Nevertheless it has a similar bad effect on the tuple counts:

Tuple counts for AV Rule 79::exprReleases#fff#join_rhs#1/3@fe1d51:
  1        ~0%         {1} r1 = CONSTANT(unique int)[85]
  
  116286   ~0%         {1} r2 = JOIN r1 WITH exprs_10#join_rhs ON FIRST 1 OUTPUT Rhs.1
  
  116281   ~3%         {2} r3 = JOIN r2 WITH Expr::Expr::getEnclosingFunction_dispred#ff ON FIRST 1 OUTPUT Rhs.1, Lhs.0
  
  401360   ~0%         {2} r4 = JOIN r3 WITH Call::Call::getTarget_dispred#ff_10#join_rhs ON FIRST 1 OUTPUT Rhs.1 'arg1', Lhs.1
  
  46723    ~0%         {2} r5 = JOIN r3 WITH #MemberFunction::MemberFunction::getAnOverridingFunction_dispred#ffPlus#swapped ON FIRST 1 OUTPUT Rhs.1, Lhs.1
  61134    ~0%         {2} r6 = JOIN r5 WITH Call::Call::getTarget_dispred#ff_10#join_rhs ON FIRST 1 OUTPUT Rhs.1 'arg1', Lhs.1
  
  462494   ~0%         {2} r7 = r4 UNION r6
  380343   ~0%         {3} r8 = JOIN r7 WITH Call::Call::getQualifier_dispred#ff ON FIRST 1 OUTPUT Rhs.1, Lhs.1, Lhs.0 'arg1'
  382135   ~1%         {3} r9 = JOIN r8 WITH AV Rule 79::exprOrDereference#ff_10#join_rhs ON FIRST 1 OUTPUT Lhs.1, Lhs.2 'arg1', Rhs.1 'arg2'
  460767   ~194%       {3} r10 = JOIN r9 WITH ASTValueNumbering::GVN::getAnExpr_dispred#ff_10#join_rhs ON FIRST 1 OUTPUT Rhs.1, Lhs.1 'arg1', Lhs.2 'arg2'
  46583784 ~12977%     {3} r11 = JOIN r10 WITH ASTValueNumbering::GVN::getAnExpr_dispred#ff ON FIRST 1 OUTPUT Rhs.1 'arg0', Lhs.1 'arg1', Lhs.2 'arg2'
                        return r11

The fix is to delay the joins involving GVN as much as possible. Apparently, this prevents these joins from materializing altogether.

Before:

rec AV Rule 79::exprReleases#fff(int e, int released, string kind) :-     [[[ BASE CASE ]]]
    {3} r1 = JOIN Call::Call::getTarget_dispred#ff_10#join_rhs WITH Declaration::Declaration::hasGlobalOrStdName_dispred#bf ON FIRST 1 OUTPUT Lhs.1 'e', Lhs.0, Rhs.1

    {3} r2 = SELECT r1 ON In.2 = "fclose"
    {3} r3 = SCAN r2 OUTPUT In.0 'e', 0, "file"
    {3} r4 = JOIN r3 WITH Call::Call::getArgument_dispred#fff ON FIRST 2 OUTPUT Lhs.0 'e', Rhs.2 'released', "file"
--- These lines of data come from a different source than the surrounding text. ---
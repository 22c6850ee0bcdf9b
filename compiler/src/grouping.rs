use std::collections::{BTreeMap, BTreeSet};
use crate::{
    types::{Layer, Object},
    utils::sanitize_result,
};

/// An object paired with the names it is emitted under.
#[derive(Debug, Clone, PartialEq)]
pub struct Declaration<'a> {
    pub object:     &'a Object,
    pub class_name: String,
    /// Sanitized result type, which is also the abstract base class.
    pub base_name:  String,
}

impl<'a> Declaration<'a> {
    pub fn new(object: &'a Object) -> Self {
        Declaration {
            object,
            class_name: object.class_name(),
            base_name:  sanitize_result(object.result()),
        }
    }
}

/// Declarations of one namespace; `None` is the unqualified bucket.
pub type NamespaceGroups<'a> = BTreeMap<Option<String>, Vec<Declaration<'a>>>;

/// Everything one generated file contains.
#[derive(Debug, Default, PartialEq)]
pub struct Artifact<'a> {
    pub layers:    BTreeMap<Layer, NamespaceGroups<'a>>,
    pub abstracts: BTreeMap<Layer, BTreeSet<String>>,
}

impl<'a> Artifact<'a> {
    fn insert(&mut self, declaration: Declaration<'a>) {
        let layer = declaration.object.layer();
        self.abstracts
            .entry(layer)
            .or_default()
            .insert(declaration.base_name.clone());
        self.layers
            .entry(layer)
            .or_default()
            .entry(declaration.object.namespace().map(str::to_string))
            .or_default()
            .push(declaration);
    }

    fn sort(&mut self) {
        for namespaces in self.layers.values_mut() {
            for declarations in namespaces.values_mut() {
                declarations.sort_by(|a, b| a.object.name().cmp(b.object.name()));
            }
        }
    }

    pub fn object_count(&self) -> usize {
        self.layers
            .values()
            .flat_map(|namespaces| namespaces.values())
            .map(Vec::len)
            .sum()
    }
}

#[derive(Debug, Default, PartialEq)]
pub struct Grouped<'a> {
    pub functions: Artifact<'a>,
    pub types:     Artifact<'a>,
}

/// Splits objects into functions and types, then by layer and namespace.
pub fn group_objects(objects: &[Object]) -> Grouped<'_> {
    let mut grouped = Grouped::default();
    for object in objects {
        let declaration = Declaration::new(object);
        if object.is_function() {
            grouped.functions.insert(declaration);
        } else {
            grouped.types.insert(declaration);
        }
    }
    grouped.functions.sort();
    grouped.types.sort();
    grouped
}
    {3} r5 = SELECT r1 ON In.2 = "close"
    {3} r6 = SCAN r5 OUTPUT In.0 'e', 0, "file descriptor"
    {3} r7 = JOIN r6 WITH Call::Call::getArgument_dispred#fff ON FIRST 2 OUTPUT Lhs.0 'e', Rhs.2 'released', "file descriptor"

    {2} r8 = CONSTANT(string, unique string)["delete","new"]

    {2} r9 = CONSTANT(string, unique string)["free","malloc"]

    {2} r10 = CONSTANT(string, unique string)["delete[]","new[]"]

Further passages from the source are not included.